Posted by Suzie Canale on Sat, May 02, 2015

Animals are true companions for many people and hold a dear place in our hearts.  We take care of them, watch them grow and receive their affection and attention when we need it the most.  Pets come in all shapes, sizes and breeds including cats, dogs, goldfish, parakeets, gerbils, hamsters, lizards, frogs and just about any creature that we can think of who walks or swims the earth.  We treat our fuzzy loved ones with the utmost care because we realize they are more than just an animal, they are our friends that truly solidify themselves in our households as one of the family.   Psychologists reason that it is important to include pets within our lives, particularly for children because they teach responsibility and fellowship.  One factor that is also said to hold positive learning influences for kids who have animals is the hard lesson of accepting life and death.  No one likes to see our beloved animals pass but there is significant research that shows losing a pet prepares the young in a healthier manner than a child who grows up in a pet-less environment.  

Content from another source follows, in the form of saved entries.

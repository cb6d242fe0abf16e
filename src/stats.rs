//! Prediction statistics.
//!
//! Per-facade counters for how well guesses are doing. Cheap enough to stay
//! on unconditionally; applications use the correct/incorrect ratio to decide
//! whether speculation is paying for itself on a given workload.

use serde::Serialize;
use std::sync::atomic::{AtomicU64, Ordering};

/// Live atomic counters for one facade.
#[derive(Debug, Default)]
pub struct SpecStats {
    predictions_total: AtomicU64,
    predictions_correct: AtomicU64,
    predictions_incorrect: AtomicU64,
    retries: AtomicU64,
    stale_replies: AtomicU64,
    transport_failures: AtomicU64,
}

impl SpecStats {
    /// Creates zeroed stats.
    #[must_use]
    pub fn new() -> Self {
        Self::default()
    }

    /// Records a speculative dispatch (one prediction made).
    pub fn record_prediction(&self) {
        self.predictions_total.fetch_add(1, Ordering::Relaxed);
    }

    /// Records a guess confirmed by the real reply.
    pub fn record_correct(&self) {
        self.predictions_correct.fetch_add(1, Ordering::Relaxed);
    }

    /// Records a guess discredited by the real reply or a failed run.
    pub fn record_incorrect(&self) {
        self.predictions_incorrect.fetch_add(1, Ordering::Relaxed);
    }

    /// Records one admitted re-execution.
    pub fn record_retry(&self) {
        self.retries.fetch_add(1, Ordering::Relaxed);
    }

    /// Records a reply discarded because its call was already terminal.
    pub fn record_stale_reply(&self) {
        self.stale_replies.fetch_add(1, Ordering::Relaxed);
    }

    /// Records a transport failure.
    pub fn record_transport_failure(&self) {
        self.transport_failures.fetch_add(1, Ordering::Relaxed);
    }

    /// Takes a consistent-enough snapshot of the counters.
    ///
    /// Counters are read individually; a snapshot taken while calls are in
    /// flight may be mid-update, which is fine for diagnostics.
    #[must_use]
    pub fn snapshot(&self) -> StatsSnapshot {
        StatsSnapshot {
            predictions_total: self.predictions_total.load(Ordering::Relaxed),
            predictions_correct: self.predictions_correct.load(Ordering::Relaxed),
            predictions_incorrect: self.predictions_incorrect.load(Ordering::Relaxed),
            retries: self.retries.load(Ordering::Relaxed),
            stale_replies: self.stale_replies.load(Ordering::Relaxed),
            transport_failures: self.transport_failures.load(Ordering::Relaxed),
        }
    }
}

/// A point-in-time copy of [`SpecStats`], serializable for export.
#[derive(Debug, Clone, Copy, PartialEq, Eq, Default, Serialize)]
pub struct StatsSnapshot {
    /// Speculative dispatches made.
    pub predictions_total: u64,
    /// Guesses confirmed by the real reply.
    pub predictions_correct: u64,
    /// Guesses discredited (mismatch or failed run).
    pub predictions_incorrect: u64,
    /// Re-executions admitted by the retry coordinator.
    pub retries: u64,
    /// Replies discarded against terminal calls.
    pub stale_replies: u64,
    /// Transport failures observed.
    pub transport_failures: u64,
}

impl StatsSnapshot {
    /// Fraction of resolved predictions that were correct, or `None` before
    /// any prediction resolved.
    #[must_use]
    #[allow(clippy::cast_precision_loss)]
    pub fn hit_rate(&self) -> Option<f64> {
        let resolved = self.predictions_correct + self.predictions_incorrect;
        if resolved == 0 {
            return None;
        }
        Some(self.predictions_correct as f64 / resolved as f64)
    }
}

#[cfg(test)]
mod tests {
    use super::*;

    #[test]
    fn counters_accumulate() {
        let stats = SpecStats::new();
        stats.record_prediction();
        stats.record_prediction();
        stats.record_correct();
        stats.record_incorrect();
        stats.record_retry();
        stats.record_stale_reply();

        let snap = stats.snapshot();
        assert_eq!(snap.predictions_total, 2);
        assert_eq!(snap.predictions_correct, 1);
        assert_eq!(snap.predictions_incorrect, 1);
        assert_eq!(snap.retries, 1);
        assert_eq!(snap.stale_replies, 1);
        assert_eq!(snap.hit_rate(), Some(0.5));
    }

    #[test]
    fn hit_rate_undefined_before_resolution() {
        let stats = SpecStats::new();
        stats.record_prediction();
        assert_eq!(stats.snapshot().hit_rate(), None);
    }

    #[test]
    fn snapshot_serializes() {
        let stats = SpecStats::new();
        stats.record_prediction();
        stats.record_correct();
        let json = serde_json::to_string(&stats.snapshot()).unwrap();
        assert!(json.contains("\"predictions_correct\":1"));
    }
}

Several months ago, my family lost our Siamese cat that not only filled our home with warmth and humor, but also taught my two boys the feeling of mourning.  It was hard, tear-jerking and at the very least, sad but I still believe that this first experience of death allowed them to understand and process their feelings in a better way than if we had no furry loved ones at all.  The question came later as to how we should honor little Ricky so that he would still remain close to our family’s hearts.  After some time spent brainstorming, we came up with a way that not only honored the cat, but would reflect his true spirit in nature.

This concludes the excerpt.